Premier Award Portage 2022 – Photo by Haru Sameshima

Creative Matters interviewed me for their podcast in April 2023. We spoke about my family’s move to Aotearoa from South Africa, my interests in science and technology, ceramics and the awarding of my work ‘Artefacts’ as the premier winner of Portage 2022, the conceptual origins of my artistic practice, how my work transitioned into abstraction and much more. Click on the link below to read the blog and listen to the podcast or simply click on the play button to go directly to audio. Special thanks to Mandy Jakich.

The notion of ‘origins’ has emerged as a central theme in my work. Initially I worked with photographic imagery in which I examined certain gestures of my father which threw me back to my childhood and brought to the surface intimations and images of my grandfather. In these photographs he was engaged in banal, domestic activities such as putting on his shirt, pulling on his socks or sitting down and arranging cushions on a couch. Over the years I have consistently been drawn back to these photographs.

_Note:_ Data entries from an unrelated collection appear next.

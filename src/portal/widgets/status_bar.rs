/// Dynamic status bar state updated from the active page and mode
#[derive(Debug, Clone, Default)]
pub struct StatusBarState {
    /// Left side hint text (e.g., "j/k: courses  Space: toggle")
    pub left_hint: String,
    /// Right side hint text (e.g., "Ctrl+h: sidebar")
    pub right_hint: String,
}

impl StatusBarState {
    fn hints(left: &str, right: &str) -> Self {
        Self {
            left_hint: left.to_string(),
            right_hint: right.to_string(),
        }
    }

    pub fn sidebar_normal() -> Self {
        Self::hints("j/k: navigate  1-5: jump", "l/Enter: open  :help")
    }

    pub fn command_mode() -> Self {
        Self::hints("", "Enter: run  Esc: cancel")
    }

    pub fn dashboard() -> Self {
        Self::hints("Training overview", "Ctrl+h: sidebar")
    }

    pub fn course_selection() -> Self {
        Self::hints("j/k: courses  Space: toggle", "Enter: continue  Ctrl+h: sidebar")
    }

    pub fn form_normal() -> Self {
        Self::hints("j/k: fields  i: edit", "b: back  :submit")
    }

    pub fn form_insert() -> Self {
        Self::hints("Type to enter text", "Esc: normal  Tab: next field")
    }

    pub fn confirmation() -> Self {
        Self::hints("Registration confirmed", "Enter: register more courses")
    }

    pub fn courses() -> Self {
        Self::hints("j/k: chapters  n/p: course", "Enter: open  t: mock test")
    }

    pub fn mock_test() -> Self {
        Self::hints("j/k: questions  1-4: answer", "Enter: submit  s: save progress")
    }

    pub fn assessment() -> Self {
        Self::hints("j/k: assessments", "Enter: action  Ctrl+h: sidebar")
    }

    pub fn profile() -> Self {
        Self::hints("Enter: change password", "r: request help")
    }

    pub fn submitting() -> Self {
        Self::hints("Submitting registration...", "")
    }
}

At the heart of the holocaust museum at Yad Vashem, preceded by a dark, spiral corridor, are 6 candles in a pitch black room lined with mirrors. Their reflections are a universe of stars in space. Sometimes when my father shifts his weight or combs his beard it is as if he is multiplied like the flame at Yad Vashem so that the palimpsest of his animated form becomes visible. When my father moves, every nuance and articulation of gesture echoes back through generations to his roots in a village in Lithuania. These are the moments and gestures that cause time to slip and he is caught standing between 2 mirrors and the present is a locus from which the past and future radiate.

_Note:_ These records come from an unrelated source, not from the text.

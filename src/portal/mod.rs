pub mod ui;
mod widgets;

pub use widgets::StatusBarState;

use std::time::Duration;

use crossterm::event::{KeyCode, KeyEvent, KeyModifiers};
use tokio::sync::mpsc;
use tracing::{info, warn};

use crate::config::PortalConfig;
use crate::core::aggregate::{count_by, percent_average};
use crate::core::status::StatusRegistry;
use crate::core::wizard::{Wizard, WizardError, WizardStep};
use crate::registrar::{
    ApplicantDetails, RegistrationMessage, RegistrationRequest, Registrar, SimulatedRegistrar,
};
use crate::ui::Theme;
use crate::vim::{parse_command, Command, InputBuffer, VimMode};

/// Pages reachable from the sidebar, in display order.
#[derive(Debug, Clone, Copy, PartialEq, Eq)]
pub enum Page {
    Dashboard,
    Training,
    Courses,
    Assessment,
    Profile,
}

impl Page {
    pub const ALL: [Page; 5] = [
        Page::Dashboard,
        Page::Training,
        Page::Courses,
        Page::Assessment,
        Page::Profile,
    ];

    pub fn title(&self) -> &'static str {
        match self {
            Page::Dashboard => "Dashboard",
            Page::Training => "Training Form",
            Page::Courses => "Courses & Tests",
            Page::Assessment => "Assessment",
            Page::Profile => "Profile",
        }
    }
}

/// Which panel is focused
#[derive(Debug, Clone, Copy, PartialEq, Eq)]
pub enum PanelFocus {
    Sidebar,
    Content,
}

/// What is currently focused inside the content panel
#[derive(Debug, Clone, Copy, PartialEq, Eq)]
pub enum ContentFocus {
    /// A navigable list (catalog, chapters, assessments)
    List,
    /// An input field by index within the active form
    InputField(usize),
    None,
}

#[derive(Debug, Clone, Copy, PartialEq, Eq)]
pub enum NoticeKind {
    Success,
    Error,
}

The photographs were taken with extremely fast, grainy film which I processed by hand. I then tracked in on these images in order to get closer to a particular gesture or tilt of the head. In doing so, the grain of the photographs started to take on a kind of genetic significance as well as resembling, in their dispersal of units across a field, galactic images of the far reaches of our universe. In this way the idea of the very far and the very large started to come together with notions of the very intimate, close and the very small. In my drawings and prints I continue to explore these ideas in fields of marks on a very small scale in ink on paper and a very large scale in pastel on paper. I am also  fascinated by the idea that an untuned analog television set showing only ‘static’ or ‘snow’ is actually picking up residual radiation from the Big Bang which sparked the use of static in animation and other video works.

The last of the living, Lithuanian Penns in South Africa had a thick Yiddish accent, she lived through the pogroms and she fled the Russians in World War One and the Nazis in World War Two. She died a week after I spoke to her. As she spoke, her accent, her tone of voice, the precise way that her glasses sat on her nose and her chin nodded slightly above her chest, the mole above her lip, the upholstery of the sofa and the texture of my pants caused the present to slip and she was a thousand people. The origins of gesture, of life, of familial bonds and of the universe are bound up n the techniques and idioms with which I try to depict this process of peering into the past through images of the present.